** Opening Records for this exercise block **

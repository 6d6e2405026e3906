//! Typed chain reads over the rotating RPC client

use alloy::primitives::{Address, Bytes, B256, U256, U64};
use alloy::rpc::types::{Block, EIP1186AccountProofResponse, TransactionReceipt};
use alloy::sol_types::SolCall;
use serde_json::json;

use crate::error::Result;
use crate::rpc::RotatingClient;

fn block_tag(number: u64) -> String {
    format!("0x{:x}", number)
}

/// Read-only view of one chain
#[derive(Clone)]
pub struct ChainReader {
    client: RotatingClient,
}

impl ChainReader {
    pub fn new(client: RotatingClient) -> Self {
        Self { client }
    }

    pub fn client(&self) -> &RotatingClient {
        &self.client
    }

    pub fn label(&self) -> &str {
        self.client.endpoints().label()
    }

    pub async fn chain_id(&self) -> Result<u64> {
        let id: U64 = self.client.call("eth_chainId", json!([])).await?;
        Ok(id.to::<u64>())
    }

    pub async fn block_number(&self) -> Result<u64> {
        let head: U64 = self.client.call("eth_blockNumber", json!([])).await?;
        Ok(head.to::<u64>())
    }

    pub async fn balance(&self, account: Address) -> Result<U256> {
        self.client
            .call("eth_getBalance", json!([account, "latest"]))
            .await
    }

    pub async fn code(&self, account: Address) -> Result<Bytes> {
        self.client
            .call("eth_getCode", json!([account, "latest"]))
            .await
    }

    /// `None` while the transaction is unknown or unmined
    pub async fn transaction_receipt(&self, tx_hash: B256) -> Result<Option<TransactionReceipt>> {
        self.client
            .call("eth_getTransactionReceipt", json!([tx_hash]))
            .await
    }

    pub async fn block(&self, number: u64) -> Result<Option<Block>> {
        self.client
            .call("eth_getBlockByNumber", json!([block_tag(number), false]))
            .await
    }

    pub async fn block_at(&self, url: &str, number: u64) -> Result<Option<Block>> {
        self.client
            .call_at(url, "eth_getBlockByNumber", json!([block_tag(number), false]))
            .await
    }

    pub async fn proof_at(
        &self,
        url: &str,
        account: Address,
        slots: &[B256],
        block: u64,
    ) -> Result<EIP1186AccountProofResponse> {
        self.client
            .call_at(url, "eth_getProof", json!([account, slots, block_tag(block)]))
            .await
    }

    /// Raw `eth_call` at the latest block
    pub async fn eth_call(&self, from: Option<Address>, to: Address, data: Bytes) -> Result<Bytes> {
        let mut request = json!({ "to": to, "data": data });
        if let Some(from) = from {
            request["from"] = json!(from);
        }
        self.client.call("eth_call", json!([request, "latest"])).await
    }

    /// ABI-encode `call`, run it against `to`, decode the return
    pub async fn view<C: SolCall>(&self, from: Option<Address>, to: Address, call: &C) -> Result<C::Return> {
        let output = self.eth_call(from, to, call.abi_encode().into()).await?;
        Ok(C::abi_decode_returns(&output, true)?)
    }
}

** Closing Records for this exercise block **

■ **Brief**: In the entries above, find every line with the word "output" and list it.

■ **The completed task**:
        let output = self.eth_call(from, to, call.abi_encode().into()).await?;
        Ok(C::abi_decode_returns(&output, true)?)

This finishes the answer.